Прошли мимо Средного рынка и вышли на Большую Покровскую.
Сначала Саша был слегка разочарован, так как на этом участке количество набивших оскомину домов советской и постсоветской постройки явно превышало количество долгожителей, но после площади Максима Горького расклад сил изменился. Вот он – старый город. Пешеходная улица, где до революции жили дворяне, с двух-трехэтажными домами, каждый из которых по-своему индивидуален; а прямо по курсу – Кремль, мощная квадратная Дмитриевская башня с пирамидальной зеленой крышей.
– Кремль уже закрыт, но, возможно, успеем на стену, – сказала Юля.
И правда успели, перед самым закрытием касс.
– Не поверите, но в последний раз я была на стене, когда мне было семь или восемь, – призналась Юля. – Я гуляла здесь с папой, царствие ему небесное, и помню огромные ступеньки, мне, наверное, по пояс, – как мы спускались по ним. Папа брал меня на руки, но так было еще страшней, с высоты его роста.
Поднявшись на стену у Дмитриевской башни, пошли по ней под деревянным навесом, любуясь видами как снаружи, через узкие бойницы, так и внутри Кремля, через широкие открытые проемы. Кремль впечатлял брутальностью, практичностью шестнадцатого века, грубой богатырской мощью. В нем не было столичного лоска, как у московского брата.
Вот и стершиеся от времени ступени высотой в тридцать сантиметров, о которых говорила Юля. Увидев их, она улыбнулась воспоминаниям, а затем ее глаза увлажнились и она отвернулась, пряча слезы.
Спустившись со стены, прошли мимо памятника Петру Первому и вышли на набережную Волги.

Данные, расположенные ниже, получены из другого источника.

//! Data-only scene descriptions that validate and instantiate
//! into a running [`Simulation`][crate::Simulation].
//!
//! Recipes are plain structs; with the `serde-types` feature they
//! deserialize from scene files (RON in the tests and drivers).

use crate::math::Vec2;
use crate::physics::{Collider, ColliderSet, Color, Emitter, SimParams, Simulation, Spin};

/// Description of one collider.
#[derive(Clone, Debug)]
#[cfg_attr(feature = "serde-types", derive(serde::Serialize, serde::Deserialize))]
pub enum ColliderRecipe {
    Polygon {
        /// Local-space vertex loop, at least 3 points.
        points: Vec<[f64; 2]>,
        position: [f64; 2],
        #[cfg_attr(feature = "serde-types", serde(default))]
        spin: Spin,
        #[cfg_attr(feature = "serde-types", serde(default = "white"))]
        color: Color,
    },
    Rect {
        width: f64,
        height: f64,
        position: [f64; 2],
        #[cfg_attr(feature = "serde-types", serde(default))]
        spin: Spin,
        #[cfg_attr(feature = "serde-types", serde(default = "white"))]
        color: Color,
    },
}

fn white() -> Color {
    [1.0; 4]
}

/// Simulation constants as configured in a scene file.
/// The contact fallback normal keeps its built-in default.
#[derive(Clone, Copy, Debug)]
#[cfg_attr(feature = "serde-types", derive(serde::Serialize, serde::Deserialize))]
#[cfg_attr(feature = "serde-types", serde(default))]
pub struct SceneParams {
    pub damping: f64,
    pub max_bounces: u32,
    pub prune_depth: f64,
}

impl Default for SceneParams {
    fn default() -> Self {
        let defaults = SimParams::default();
        SceneParams {
            damping: defaults.damping,
            max_bounces: defaults.max_bounces,
            prune_depth: defaults.prune_depth,
        }
    }
}

/// A complete scene: colliders, an optional emitter,
/// and the simulation constants.
#[derive(Clone, Debug, Default)]
#[cfg_attr(feature = "serde-types", derive(serde::Serialize, serde::Deserialize))]
#[cfg_attr(feature = "serde-types", serde(default))]
pub struct Scene {
    pub colliders: Vec<ColliderRecipe>,
    pub emitter: Option<Emitter>,
    pub params: SceneParams,
}

/// Ways a scene description can fail validation.
///
/// These are configuration-time errors; once a [`Simulation`] exists
/// its step has no error paths.
#[derive(thiserror::Error, Debug)]
pub enum SceneError {
    #[error("collider {index} has {count} vertices, a polygon needs at least 3")]
    DegeneratePolygon { index: usize, count: usize },
    #[error("damping must be in (0, 1], got {0}")]
    InvalidDamping(f64),
    #[error("emitter interval must be at least 1 frame")]
    ZeroInterval,
    #[error("emitter palette must have at least one color")]
    EmptyPalette,
}

impl Scene {
    /// Validate the description and build a fresh simulation from it.
    pub fn instantiate(&self) -> Result<Simulation, SceneError> {
        if !(self.params.damping > 0.0 && self.params.damping <= 1.0) {
            return Err(SceneError::InvalidDamping(self.params.damping));
        }

        let mut colliders = ColliderSet::new();
        for (index, recipe) in self.colliders.iter().enumerate() {
            let coll = match recipe {
                ColliderRecipe::Polygon {
                    points,
                    position,
                    spin,
                    color,
                } => {
                    if points.len() < 3 {
                        return Err(SceneError::DegeneratePolygon {
                            index,
                            count: points.len(),
                        });
                    }
                    Collider::new_polygon(
                        points.iter().map(|p| Vec2::new(p[0], p[1])).collect(),
                    )
                    .with_anchor(Vec2::new(position[0], position[1]))
                    .with_spin(*spin)
                    .with_color(*color)
                }
                ColliderRecipe::Rect {
                    width,
                    height,
                    position,
                    spin,
                    color,
                } => Collider::new_rect(*width, *height)
                    .with_anchor(Vec2::new(position[0], position[1]))
                    .with_spin(*spin)
                    .with_color(*color),
            };
            colliders.push(coll);
        }

        let params = SimParams {
            damping: self.params.damping,
            max_bounces: self.params.max_bounces,
            prune_depth: self.params.prune_depth,
            ..SimParams::default()
        };
        let mut sim = Simulation::new(params, colliders);
        if let Some(emitter) = &self.emitter {
            if emitter.interval == 0 {
                return Err(SceneError::ZeroInterval);
            }
            if emitter.palette.is_empty() {
                return Err(SceneError::EmptyPalette);
            }
            sim = sim.with_emitter(emitter.clone());
        }
        Ok(sim)
    }
}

Саша никогда не был на Волге и теперь, закрыв глаза, вдыхал ее запах и пытался понять, что чувствует. Это из детства. Рыбалка с отцом, радость от первого, пусть скромного, улова в несколько тощих карасей – и ощущение близости с природой. Волга будет с ними до Казани, а дальше ждут Кама, Исеть, Тура, Иртыш, Обь, Енисей, Ангара и Амур.
Амур – стоит сказать это слово, почувствовать на языке, как дух захватывает от волнения и восторга. Далеко, но достижимо.
Прогулявшись по набережной, заглянув к памятнику Минину и Пожарскому, поднявшись по циклопической восьмерке Чкаловской лестницы, – в общем, выполнив минимальную туристическую программу, они сделали остановку на летней веранде ресторана, с видом на Кремль. Бутылка белого вина на троих. Легкие закуски и рыба на гриле. Крепнущее дружеское чувство.
Юля пила мало.
– Алкоголь и ВИЧ плохо совместимы, – сказала она. – У меня на фоне терапии вирусная нагрузка не определятся, то есть концентрация вируса в крови ниже чувствительности тест-систем, но злоупотреблять не стоит. Пьянею на раз-два, можно не пить, а нюхать пробку.
Через два часа, хмельные и счастливые, двинулись в обратный путь.
Темнота, рассеиваемая стилизованными под старину фонарями по обеим сторонам пешеходной улицы, пряталась между домами, под сводами арок, не пытаясь выползти оттуда. В темноте может поджидать опасность, до поры до времени не персонализированная, не проявляющая себя, местечковое зло как часть общего зла, балансирующего добро, – но сейчас ее не было. Город был тихим, мягким, безопасным.
Юля и Кира шли обнявшись.
– Юль, можно я тебя поцелую? – спросила Кира. – Ты классная. Я хочу быть как ты.
– Сегодня все можно, – сказала Юля. – Вы тоже классные.
Остановившись, Кира коснулась губами губ Юли.
Потом они продолжили путь по Большой Покровской.